What is an incident?

An incident is defined as any event or circumstance that could have the potential to/or did lead to unintended or unexpected, harm, loss, or damage. These may be clinical or non-clinical events and can affect staff, patients, or the facility.

Who is responsible?

All staff who are employed at ESHYFT have a responsibility to report incidents, whether they are clinical or non-clinical, regardless of whether other people could also have seen them.

Reporting

For incidents involving patients, inform the DON at the facility and the ESHYFT Clinical Director. If necessary, contact the relevant medical personnel at the facility to assess the patient’s clinical condition and the likelihood of any detrimental effect on their care, or immediate action that may be required.

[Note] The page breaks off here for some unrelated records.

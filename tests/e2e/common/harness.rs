//! Test harness driving the real `App` through a ratatui `TestBackend`.

use std::path::PathBuf;

use anyhow::Result;
use crossterm::event::{
    Event, KeyCode, KeyEvent, KeyModifiers, MouseButton, MouseEvent, MouseEventKind,
};
use ratatui::backend::TestBackend;
use ratatui::Terminal;

use vitae::app::{App, AppOutcome};
use vitae::view::theme::Theme;

pub struct FormTestHarness {
    terminal: Terminal<TestBackend>,
    app: App,
}

impl FormTestHarness {
    /// Start without a backing file (one blank project).
    pub fn new(width: u16, height: u16) -> Result<Self> {
        Self::with_file(None, width, height)
    }

    /// Start against a file path (loaded when it exists).
    pub fn with_file(path: Option<PathBuf>, width: u16, height: u16) -> Result<Self> {
        let backend = TestBackend::new(width, height);
        let terminal = Terminal::new(backend)?;
        let app = App::load(path, Theme::dark())?;
        let mut harness = Self { terminal, app };
        harness.render()?;
        Ok(harness)
    }

    pub fn app(&self) -> &App {
        &self.app
    }

    pub fn render(&mut self) -> Result<()> {
        let app = &mut self.app;
        self.terminal.draw(|frame| app.render(frame))?;
        Ok(())
    }

    /// Send one key press and re-render.
    pub fn send_key(&mut self, code: KeyCode, modifiers: KeyModifiers) -> Result<AppOutcome> {
        let outcome = self
            .app
            .handle_event(Event::Key(KeyEvent::new(code, modifiers)));
        self.render()?;
        Ok(outcome)
    }

    /// Type a string one character at a time.
    pub fn type_text(&mut self, text: &str) -> Result<()> {
        for c in text.chars() {
            self.send_key(KeyCode::Char(c), KeyModifiers::NONE)?;
        }
        Ok(())
    }

    /// Left-click a screen position and re-render.
    pub fn click(&mut self, x: u16, y: u16) -> Result<()> {
        self.app.handle_event(Event::Mouse(MouseEvent {
            kind: MouseEventKind::Down(MouseButton::Left),
            column: x,
            row: y,
            modifiers: KeyModifiers::NONE,
        }));
        self.render()?;
        Ok(())
    }

    /// The rendered screen as one newline-separated string.
    pub fn screen_to_string(&self) -> String {
        let buffer = self.terminal.backend().buffer();
        let mut out = String::new();
        for y in 0..buffer.area.height {
            for x in 0..buffer.area.width {
                out.push_str(buffer[(x, y)].symbol());
            }
            out.push('\n');
        }
        out
    }

    /// Screen position of the first occurrence of `needle`, for clicking on
    /// rendered affordances.
    pub fn find(&self, needle: &str) -> Option<(u16, u16)> {
        for (y, line) in self.screen_to_string().lines().enumerate() {
            if let Some(byte_x) = line.find(needle) {
                let x = line[..byte_x].chars().count();
                return Some((x as u16, y as u16));
            }
        }
        None
    }

    /// Click the first occurrence of `needle` on screen.
    pub fn click_on(&mut self, needle: &str) -> Result<()> {
        let (x, y) = self
            .find(needle)
            .unwrap_or_else(|| panic!("'{}' not found on screen", needle));
        self.click(x, y)
    }

    pub fn assert_screen_contains(&self, needle: &str) {
        assert!(
            self.screen_to_string().contains(needle),
            "expected screen to contain '{}', got:\n{}",
            needle,
            self.screen_to_string()
        );
    }

    pub fn assert_screen_not_contains(&self, needle: &str) {
        assert!(
            !self.screen_to_string().contains(needle),
            "expected screen to not contain '{}', got:\n{}",
            needle,
            self.screen_to_string()
        );
    }
}
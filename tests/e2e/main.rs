//! End-to-end tests: drive the real application against a test terminal.

mod common;
mod persistence;
mod projects_form;
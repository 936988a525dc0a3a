// Resume builder library - exposes all core modules for testing

pub mod app;
pub mod ids;
pub mod logging;
pub mod projects;
pub mod view;

// Re-export commonly used types
pub use projects::Project;
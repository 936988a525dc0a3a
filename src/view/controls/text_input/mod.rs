//! Single-line labeled text input.
//!
//! Renders as: `Label *: [value_____________]`
//!
//! The control is stateless: the value lives in the externally owned record and
//! the cursor column lives in the form state, so the props struct only borrows
//! what to draw. Rendering returns a [`TextInputLayout`] for mouse hit testing.

mod render;

use ratatui::layout::Rect;
use ratatui::style::Color;

pub use render::render_text_input;

use super::{point_in_rect, FocusState};

/// What to draw for one text input.
#[derive(Debug, Clone, Copy)]
pub struct TextInput<'a> {
    /// Label displayed before the input
    pub label: &'a str,
    /// Current value (owned by the record being edited)
    pub value: &'a str,
    /// Shown dimmed while the value is empty
    pub placeholder: &'a str,
    /// Draws a `*` marker after the label
    pub required: bool,
    /// Focus state
    pub focus: FocusState,
    /// Cursor position in characters, drawn only while focused
    pub cursor: usize,
}

impl<'a> TextInput<'a> {
    pub fn new(label: &'a str, value: &'a str) -> Self {
        Self {
            label,
            value,
            placeholder: "",
            required: false,
            focus: FocusState::Normal,
            cursor: 0,
        }
    }

    pub fn placeholder(mut self, placeholder: &'a str) -> Self {
        self.placeholder = placeholder;
        self
    }

    pub fn required(mut self, required: bool) -> Self {
        self.required = required;
        self
    }

    pub fn focus(mut self, focus: FocusState) -> Self {
        self.focus = focus;
        self
    }

    pub fn cursor(mut self, cursor: usize) -> Self {
        self.cursor = cursor;
        self
    }
}

/// Colors for the text input control
#[derive(Debug, Clone, Copy)]
pub struct TextInputColors {
    /// Label color
    pub label: Color,
    /// Value text color
    pub value: Color,
    /// Placeholder color
    pub placeholder: Color,
    /// Bracket color
    pub border: Color,
    /// Required marker color
    pub required: Color,
    /// Focused highlight color
    pub focused: Color,
    /// Disabled color
    pub disabled: Color,
}

impl Default for TextInputColors {
    fn default() -> Self {
        Self {
            label: Color::White,
            value: Color::White,
            placeholder: Color::DarkGray,
            border: Color::Gray,
            required: Color::Red,
            focused: Color::Cyan,
            disabled: Color::DarkGray,
        }
    }
}

impl TextInputColors {
    /// Create colors from theme
    pub fn from_theme(theme: &crate::view::theme::Theme) -> Self {
        Self {
            label: theme.label_fg,
            value: theme.value_fg,
            placeholder: theme.placeholder_fg,
            border: theme.border,
            required: theme.required_fg,
            focused: theme.focused_fg,
            disabled: theme.muted_fg,
        }
    }
}

/// Layout information returned after rendering for hit testing
#[derive(Debug, Clone, Copy, Default)]
pub struct TextInputLayout {
    /// The editable value area (between the brackets)
    pub value_area: Rect,
    /// The full control area
    pub full_area: Rect,
}

impl TextInputLayout {
    /// Check if a point is on the value area
    pub fn is_value(&self, x: u16, y: u16) -> bool {
        point_in_rect(self.value_area, x, y)
    }

    /// Check if a point is within any part of the control
    pub fn contains(&self, x: u16, y: u16) -> bool {
        point_in_rect(self.full_area, x, y)
    }
}

#[cfg(test)]
mod tests {
    use super::*;
    use ratatui::backend::TestBackend;
    use ratatui::Terminal;

    fn test_frame<F>(width: u16, height: u16, f: F)
    where
        F: FnOnce(&mut ratatui::Frame, Rect),
    {
        let backend = TestBackend::new(width, height);
        let mut terminal = Terminal::new(backend).unwrap();
        terminal
            .draw(|frame| {
                let area = Rect::new(0, 0, width, height);
                f(frame, area);
            })
            .unwrap();
    }

    #[test]
    fn test_text_input_renders() {
        test_frame(40, 1, |frame, area| {
            let input = TextInput::new("Name", "hello").required(true);
            let colors = TextInputColors::default();
            let layout = render_text_input(frame, area, &input, &colors, None);

            assert!(layout.value_area.width > 0);
            assert!(layout.full_area.width >= layout.value_area.width);
        });
    }

    #[test]
    fn test_text_input_hit_detection() {
        test_frame(40, 1, |frame, area| {
            let input = TextInput::new("Name", "hello");
            let colors = TextInputColors::default();
            let layout = render_text_input(frame, area, &input, &colors, None);

            let vx = layout.value_area.x;
            assert!(layout.is_value(vx, 0));
            assert!(layout.contains(vx, 0));
            assert!(!layout.is_value(0, 0));
        });
    }

    #[test]
    fn test_text_input_degenerate_area() {
        test_frame(6, 1, |frame, area| {
            let input = TextInput::new("Name", "hello");
            let colors = TextInputColors::default();
            let layout = render_text_input(frame, area, &input, &colors, None);
            // Too narrow to draw anything useful; empty layout, no panic.
            assert_eq!(layout.value_area.width, 0);
        });
    }

    #[test]
    fn test_text_input_label_alignment() {
        test_frame(60, 2, |frame, _| {
            let colors = TextInputColors::default();
            let a = render_text_input(
                frame,
                Rect::new(0, 0, 60, 1),
                &TextInput::new("Name", ""),
                &colors,
                Some(18),
            );
            let b = render_text_input(
                frame,
                Rect::new(0, 1, 60, 1),
                &TextInput::new("Technologies Used", ""),
                &colors,
                Some(18),
            );
            assert_eq!(a.value_area.x, b.value_area.x);
        });
    }
}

Support staff members and discuss the incident with them. The discussion's purpose is to support the individual and identify exactly ‘what’ happened and ‘why’. Consideration should be made of the contributory factors in relation to incidents, for example, training needs, lack of supervision, or interruptions. Consideration also needs to be taken into how likely the incident is to recur. This will form the basis of what action (if any) is needed.

In the rare event that the incident has resulted in a criminal investigation, the staff member involved will usually be suspended pending investigation.

Types of incidents:

  • Not completing assignments; charting, care, feeding, ignoring call bells

  • Arriving late, leaving early

  • Sleeping on the job

  • Rude, yelling, unprofessional, confrontational behavior

  • Being on their phone during patient care time

  • Job abandonment (as defined by the state where they are employed)

  • Refusing an assignment

  • Medication errors: wrong meds, wrong resident, wrong dosage, not giving the meds.

  • 2-person assist performed alone (patient safety is compromised)

  • Missing during the shift, hiding out in rooms

  • Posting negative information on social media

  • Abuse investigations (verbal, physical, financial)

  • Neglect

  • Suspected to be under the influence

  • Missing narcotics

Investigation of incidents will not be determined with any prejudice to the following:

  • Age

  • Disability (including learning disability)

  • Gender reassignment or expression

  • Marriage or civil partnership

  • Pregnancy and maternity

  • Race

  • Religion or belief

  • Sex

  • Sexual orientation

Clinical Director's Response Procedure

Immediate response once a patient safety incident has been reported by the Clinical Director.

  1. Address immediate health/safety/operational issues as applicable to a patient safety event. Complete a debrief with involved individuals.

  2. Perform an initial review of the incident within a reasonable time frame.

  3. Record any review/follow-up that occurred.

  4. Enter a short description of the outcome action steps taken since the event.

  5. Analyze staff member's incident data for trends and opportunities for patient safety improvement.

  6. Assume responsibility for instituting appropriate policy and procedural changes to address quality of care issues.

Incident Reporting

Incident reporting is a powerful source of information. When used effectively, it provides a factual description of an adverse event or near miss that supports learning, safety and improved care quality.

Incident reporting systems are used to gather information using a structured format. This facilitates analysis of this data using metrics such as event type, frequency, severity, location, day, date, and time of occurrence in the workplace.

The investigation aims to understand what happened, identify how future incidents may be prevented, and ensure that the conclusions in the final report are fair, evidenced, and reasoned.